Running through this Newtonian-style, if we wanted to find the location of the projectile at any given point in its path, we know that the horizontal component of its position can be found using the initial velocity, and the vertical component can be found using acceleration due to gravity, so:

$$\vec{s}(t) = \left \langle {v_xt}, {\frac{gt^2}{2}} \right \rangle$$

Lagrangian

For the Lagrangian approach, we know that the kinetic energy of the projectile at the start is $\frac{mv^2}{2}$ and ignoring air resistance the potential energy of the projectile at the start is $mgh$. So, within the context of a given path,

$${\mathcal {S}}(L)=\int_{t_i}^{t_f}{\left[ \frac{mv_x^2}{2} - mgh \right]} \,dt$$

And the path of least action $L_{LA}$ from all possible paths $L$ is defined as:

$$\{L_{LA} \in L \mid {\mathcal {S}}(L_{LA}) = \min_{L_k \in L}{\mathcal {S}}(L_k)\}$$

So I've got my definition down, but how do I actually find the curve followed by the projectile:

$$\vec{s}(t) = \left \langle {?}, {?} \right \rangle$$

Example

Let's say I wanted to find the position of the projectile at the middle of its path, by time.

In the Newtonian model, I know that the projectile's path will end upon hitting the ground, so the total time in the air can be expressed as $t_f = \sqrt\frac{2d}{g}$ so at half of $t_f$ then, $t_{mid} = \sqrt\frac{d}{2g}$.

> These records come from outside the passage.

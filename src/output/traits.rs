//! Exporter traits and errors
//!
//! An exporter persists a finished crawl. The crawl itself never depends on
//! an exporter; the binary picks one from the configured output format.

use crate::crawler::CrawlReport;
use thiserror::Error;

/// Errors that can occur during output operations
#[derive(Debug, Error)]
pub enum OutputError {
    #[error("CSV error: {0}")]
    Csv(#[from] csv::Error),

    #[error("Database error: {0}")]
    Database(#[from] rusqlite::Error),

    #[error("IO error: {0}")]
    Io(#[from] std::io::Error),
}

/// Result type for output operations
pub type OutputResult<T> = Result<T, OutputError>;

/// Persists the records of a crawl report
pub trait RecordExporter {
    /// Writes every record of `report`, returning how many rows were written
    fn export(&mut self, report: &CrawlReport) -> OutputResult<usize>;
}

Substitute $t_{mid}$ in for $t$ and we have the position mid-path by time:

$$\vec{s}(t_{mid}) = \left \langle {v_x\sqrt\frac{d}{2g}}, {\frac{d}{4}} \right \rangle$$

But I can't quite figure out how to arrive at the same result from the Lagrangian form. How would I use the action to actually find details of the favored path?

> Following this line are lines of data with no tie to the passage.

//! Product record definitions
//!
//! A product row is assembled from three independently resolved parts: the
//! listing entry, the detail page attributes and the image. Each part that
//! could not be resolved keeps its failure so callers can inspect it.
use crate::crawler::{FetchError, ImageError};

/// Marker rendered for attributes that could not be recovered
pub const UNKNOWN: &str = "unknown";

/// Marker rendered for images that could not be retrieved
pub const UNAVAILABLE: &str = "unavailable";

/// Column names of the exported table, in order
pub const COLUMNS: [&str; 6] = ["title", "url", "price", "image", "manufacturer", "details"];

/// Lightweight item data taken from a listing page
#[derive(Debug, Clone, PartialEq, Eq)]
pub struct PartialRecord {
    pub title: String,

    /// Absolute detail page URL, the identity of the item
    pub url: String,

    pub price: String,

    /// Image URL as advertised on the listing page
    pub image_source_url: Option<String>,

    /// 1-based index of the listing page the item was found on
    pub page_index: u32,

    /// 0-based position of the item within its listing page
    pub position: usize,
}

/// Attributes recovered from an item's detail page
#[derive(Debug, Clone, Default, PartialEq, Eq)]
pub struct SecondaryAttributes {
    pub manufacturer: Option<String>,
    pub detail_text: Option<String>,
}

/// Where a fetched image was persisted
#[derive(Debug, Clone, PartialEq, Eq)]
pub struct ImageReference {
    pub stored_location: String,
}

/// Resolution of an item's detail page
#[derive(Debug, Clone, PartialEq, Eq)]
pub enum DetailOutcome {
    Resolved(SecondaryAttributes),
    Failed(FetchError),
    /// No result was produced for the URL (its worker never reported back)
    Missing,
}

/// Resolution of an item's image
#[derive(Debug, Clone, PartialEq, Eq)]
pub enum ImageOutcome {
    /// Image bytes were fetched and stored
    Stored(ImageReference),
    /// Image fetching is disabled; the advertised URL is carried through
    Remote(String),
    /// The listing entry advertised no image
    Missing,
    Failed(ImageError),
}

/// A fully assembled product row
#[derive(Debug, Clone, PartialEq, Eq)]
pub struct ProductRecord {
    pub title: String,
    pub url: String,
    pub price: String,
    pub page_index: u32,
    pub position: usize,
    pub detail: DetailOutcome,
    pub image: ImageOutcome,
}

impl ProductRecord {
    /// Joins a listing entry with its resolved detail and image
    pub fn merge(partial: PartialRecord, detail: DetailOutcome, image: ImageOutcome) -> Self {
        Self {
            title: partial.title,
            url: partial.url,
            price: partial.price,
            page_index: partial.page_index,
            position: partial.position,
            detail,
            image,
        }
    }

    /// Secondary attributes, if the detail page was resolved
    pub fn attributes(&self) -> Option<&SecondaryAttributes> {
        match &self.detail {
            DetailOutcome::Resolved(attributes) => Some(attributes),
            _ => None,
        }
    }

    pub fn manufacturer(&self) -> &str {
        self.attributes()
            .and_then(|a| a.manufacturer.as_deref())
            .unwrap_or(UNKNOWN)
    }

    pub fn details(&self) -> &str {
        self.attributes()
            .and_then(|a| a.detail_text.as_deref())
            .unwrap_or(UNKNOWN)
    }

    /// The value of the `image` column
    pub fn image_column(&self) -> &str {
        match &self.image {
            ImageOutcome::Stored(reference) => &reference.stored_location,
            ImageOutcome::Remote(url) => url,
            ImageOutcome::Missing | ImageOutcome::Failed(_) => UNAVAILABLE,
        }
    }

    pub fn detail_failure(&self) -> Option<&FetchError> {
        match &self.detail {
            DetailOutcome::Failed(error) => Some(error),
            _ => None,
        }
    }

    pub fn image_failure(&self) -> Option<&ImageError> {
        match &self.image {
            ImageOutcome::Failed(error) => Some(error),
            _ => None,
        }
    }

    /// Renders the record as a table row matching [`COLUMNS`]
    pub fn to_row(&self) -> [&str; 6] {
        [
            self.title.as_str(),
            self.url.as_str(),
            self.price.as_str(),
            self.image_column(),
            self.manufacturer(),
            self.details(),
        ]
    }
}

$${\mathcal {S}}(L)=\int_{t_i}^{t_f}{\left[ \frac{mv_x^2}{2} - mgh \right]} \,dt \quad\quad \Longrightarrow \quad\quad \vec{s}(t_{mid}) = \left \langle {v_x\sqrt\frac{d}{2g}}, {\frac{d}{4}} \right \rangle$$

Answer 1

Let $V(\vec{x})$ be the potential energy (in this case gravitational energy) and $T(\vec{v})$ the kinetic energy, then we define a Lagrangian as $\mathcal{L}(\vec{x},\vec{v})=T(\vec{v}) - V(\vec{x})$ and an action $$ S = \int_{t_1}^{t_2} \mathcal{L}(\vec{x},\vec{v}) dt $$

It is possible to prove that the path $\vec{x}(t)$ which minimizes the action is the solution to the Lagrange equation

$$ \frac{d}{dt}\frac{\partial \mathcal{L}}{\partial v_i} - \frac{\partial \mathcal{L}}{\partial x_i} = 0 $$

Prove of this can be found in every textbook and online as well, and this is completely general. Now it's an easy exercise to use $T(\vec{v}) = m \sum_{i=1}^3 v_i^2/2$ and $V(\vec{x}) = mgz $ in Lagrange equations to find

$$ \frac{dv_x}{dt} = 0$$ $$ \frac{dv_y}{dt} = 0$$ $$ \frac{dv_z}{dt} = -g $$ which are simply the Newton laws.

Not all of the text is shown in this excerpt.